*Work item*
Present the following data again exactly as it is shown.

(Data under study)

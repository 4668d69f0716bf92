use serde_json::{json, Value};
use tracing::info;

use crate::assertions::expect_status;
use crate::check;
use crate::cleanup::{CleanupAction, Teardown};
use crate::error::{HarnessError, HarnessResult};
use crate::fixtures::{
    authenticate, create_user, fetch_profile, follow, png_file, random_string, require_profile,
    require_user_id, upload_media, user_with_session, SignupPolicy,
};
use crate::models::{case_variants, Profile, TestUser};

use super::ScenarioContext;

pub async fn case_insensitive_lookup(ctx: &ScenarioContext<'_>, teardown: &mut Teardown) -> HarnessResult<()> {
    let client = ctx.client;
    // Mixed-case usernames so every case transform yields a distinct spelling.
    let viewer = create_user(
        client,
        TestUser::with_suffix("viewer", &random_string(10)),
        SignupPolicy::RequireCreated,
    )
    .await?;
    let target = create_user(
        client,
        TestUser::with_suffix("target", &random_string(10)),
        SignupPolicy::RequireCreated,
    )
    .await?;
    let session = authenticate(client, &viewer).await?;

    let viewer_profile = require_profile(client, &viewer.username, &session).await?;
    require_user_id(&viewer_profile, &viewer.username)?;
    let target_profile = require_profile(client, &target.username, &session).await?;
    let target_id = require_user_id(&target_profile, &target.username)?;

    teardown.register(CleanupAction::Unfollow {
        session: session.clone(),
        user_id: target_id.clone(),
    });
    follow(client, &target_id, &session)
        .await?
        .ensure_success("follow target")?;

    for variant in case_variants(&target.username) {
        let context = format!("get profile {variant}");
        let response = fetch_profile(client, &variant, Some(&session)).await?;
        expect_status(&response, &[200], &context)?;
        let profile = Profile(response.json_body(&context)?.clone());

        let username = profile.username().unwrap_or_default();
        check!(
            username.eq_ignore_ascii_case(&target.username),
            "lookup `{variant}` returned username `{username}`, expected `{}`",
            target.username
        );
        check!(
            profile.id().as_deref() == Some(target_id.as_str()),
            "lookup `{variant}` resolved to id {:?}, expected {target_id}",
            profile.id()
        );
        check!(
            profile.is_following() == Some(true),
            "lookup `{variant}` reported following = {:?} after an explicit follow",
            profile.is_following()
        );
    }

    let own_variant = viewer.username.to_uppercase();
    let response = fetch_profile(client, &own_variant, Some(&session)).await?;
    expect_status(&response, &[200], "get own profile")?;
    let own = Profile(response.json_body("get own profile")?.clone());
    check!(
        own.username().unwrap_or_default().eq_ignore_ascii_case(&viewer.username),
        "own profile lookup returned username {:?}",
        own.username()
    );
    check!(
        own.is_following() != Some(true),
        "own profile reports following itself"
    );

    Ok(())
}

pub async fn update_with_media(ctx: &ScenarioContext<'_>, teardown: &mut Teardown) -> HarnessResult<()> {
    let client = ctx.client;
    let (user, session) = user_with_session(client, "profile").await?;
    teardown.register(CleanupAction::DeleteProfile {
        session: session.clone(),
    });

    let avatar = upload_media(client, png_file("avatar.png"), Some(&session)).await?;
    let cover = upload_media(client, png_file("cover.png"), Some(&session)).await?;
    let avatar_url = avatar.url.ok_or(HarnessError::MissingField {
        context: "avatar upload".to_string(),
        fields: &["url"],
    })?;
    let cover_url = cover.url.ok_or(HarnessError::MissingField {
        context: "cover upload".to_string(),
        fields: &["url"],
    })?;
    check!(
        avatar_url != cover_url,
        "two uploads returned the same url {avatar_url}"
    );
    for url in [&avatar_url, &cover_url] {
        let status = client.head_absolute(url).await?;
        check!(
            status.as_u16() == 200,
            "uploaded file at {url} is not reachable: HEAD returned {status}"
        );
    }

    let update = json!({
        "name": format!("Updated {}", user.display_name),
        "bio": "Bio written by the profile contract scenario.",
        "location": "Test Location",
        "website": format!("https://example.com/{}", user.username),
        "avatar": avatar_url,
        "cover": cover_url,
    });

    let response = client
        .patch_json(&["users", "profile"], &update, Some(&session))
        .await?;
    expect_status(&response, &[200], "patch profile")?;
    assert_fields_match(&update, response.json_body("patch profile")?, "patched profile")?;

    let response = fetch_profile(client, &user.username, Some(&session)).await?;
    expect_status(&response, &[200], "get profile after patch")?;
    assert_fields_match(&update, response.json_body("get profile after patch")?, "persisted profile")?;

    info!(username = %user.username, "profile update persisted");
    Ok(())
}

fn assert_fields_match(expected: &Value, actual: &Value, what: &str) -> HarnessResult<()> {
    let Some(fields) = expected.as_object() else {
        return Ok(());
    };
    for (key, value) in fields {
        check!(
            actual.get(key) == Some(value),
            "{what} field `{key}` is {:?}, expected {value}",
            actual.get(key)
        );
    }
    Ok(())
}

(End Data under study)

*Written response*
repository 4668d69f0716bf92
use serde_json::{json, Value};
use tracing::info;

use crate::assertions::expect_status;
use crate::check;
use crate::cleanup::{CleanupAction, Teardown};
use crate::error::{HarnessError, HarnessResult};
use crate::fixtures::{
    authenticate, create_user, fetch_profile, follow, png_file, random_string, require_profile,
    require_user_id, upload_media, user_with_session, SignupPolicy,
};
use crate::models::{case_variants, Profile, TestUser};

use super::ScenarioContext;

pub async fn case_insensitive_lookup(ctx: &ScenarioContext<'_>, teardown: &mut Teardown) -> HarnessResult<()> {
    let client = ctx.client;
    // Mixed-case usernames so every case transform yields a distinct spelling.
    let viewer = create_user(
        client,
        TestUser::with_suffix("viewer", &random_string(10)),
        SignupPolicy::RequireCreated,
    )
    .await?;
    let target = create_user(
        client,
        TestUser::with_suffix("target", &random_string(10)),
        SignupPolicy::RequireCreated,
    )
    .await?;
    let session = authenticate(client, &viewer).await?;

    let viewer_profile = require_profile(client, &viewer.username, &session).await?;
    require_user_id(&viewer_profile, &viewer.username)?;
    let target_profile = require_profile(client, &target.username, &session).await?;
    let target_id = require_user_id(&target_profile, &target.username)?;

    teardown.register(CleanupAction::Unfollow {
        session: session.clone(),
        user_id: target_id.clone(),
    });
    follow(client, &target_id, &session)
        .await?
        .ensure_success("follow target")?;

    for variant in case_variants(&target.username) {
        let context = format!("get profile {variant}");
        let response = fetch_profile(client, &variant, Some(&session)).await?;
        expect_status(&response, &[200], &context)?;
        let profile = Profile(response.json_body(&context)?.clone());

        let username = profile.username().unwrap_or_default();
        check!(
            username.eq_ignore_ascii_case(&target.username),
            "lookup `{variant}` returned username `{username}`, expected `{}`",
            target.username
        );
        check!(
            profile.id().as_deref() == Some(target_id.as_str()),
            "lookup `{variant}` resolved to id {:?}, expected {target_id}",
            profile.id()
        );
        check!(
            profile.is_following() == Some(true),
            "lookup `{variant}` reported following = {:?} after an explicit follow",
            profile.is_following()
        );
    }

    let own_variant = viewer.username.to_uppercase();
    let response = fetch_profile(client, &own_variant, Some(&session)).await?;
    expect_status(&response, &[200], "get own profile")?;
    let own = Profile(response.json_body("get own profile")?.clone());
    check!(
        own.username().unwrap_or_default().eq_ignore_ascii_case(&viewer.username),
        "own profile lookup returned username {:?}",
        own.username()
    );
    check!(
        own.is_following() != Some(true),
        "own profile reports following itself"
    );

    Ok(())
}

pub async fn update_with_media(ctx: &ScenarioContext<'_>, teardown: &mut Teardown) -> HarnessResult<()> {
    let client = ctx.client;
    let (user, session) = user_with_session(client, "profile").await?;
    teardown.register(CleanupAction::DeleteProfile {
        session: session.clone(),
    });

    let avatar = upload_media(client, png_file("avatar.png"), Some(&session)).await?;
    let cover = upload_media(client, png_file("cover.png"), Some(&session)).await?;
    let avatar_url = avatar.url.ok_or(HarnessError::MissingField {
        context: "avatar upload".to_string(),
        fields: &["url"],
    })?;
    let cover_url = cover.url.ok_or(HarnessError::MissingField {
        context: "cover upload".to_string(),
        fields: &["url"],
    })?;
    check!(
        avatar_url != cover_url,
        "two uploads returned the same url {avatar_url}"
    );
    for url in [&avatar_url, &cover_url] {
        let status = client.head_absolute(url).await?;
        check!(
            status.as_u16() == 200,
            "uploaded file at {url} is not reachable: HEAD returned {status}"
        );
    }

    let update = json!({
        "name": format!("Updated {}", user.display_name),
        "bio": "Bio written by the profile contract scenario.",
        "location": "Test Location",
        "website": format!("https://example.com/{}", user.username),
        "avatar": avatar_url,
        "cover": cover_url,
    });

    let response = client
        .patch_json(&["users", "profile"], &update, Some(&session))
        .await?;
    expect_status(&response, &[200], "patch profile")?;
    assert_fields_match(&update, response.json_body("patch profile")?, "patched profile")?;

    let response = fetch_profile(client, &user.username, Some(&session)).await?;
    expect_status(&response, &[200], "get profile after patch")?;
    assert_fields_match(&update, response.json_body("get profile after patch")?, "persisted profile")?;

    info!(username = %user.username, "profile update persisted");
    Ok(())
}

fn assert_fields_match(expected: &Value, actual: &Value, what: &str) -> HarnessResult<()> {
    let Some(fields) = expected.as_object() else {
        return Ok(());
    };
    for (key, value) in fields {
        check!(
            actual.get(key) == Some(value),
            "{what} field `{key}` is {:?}, expected {value}",
            actual.get(key)
        );
    }
    Ok(())
}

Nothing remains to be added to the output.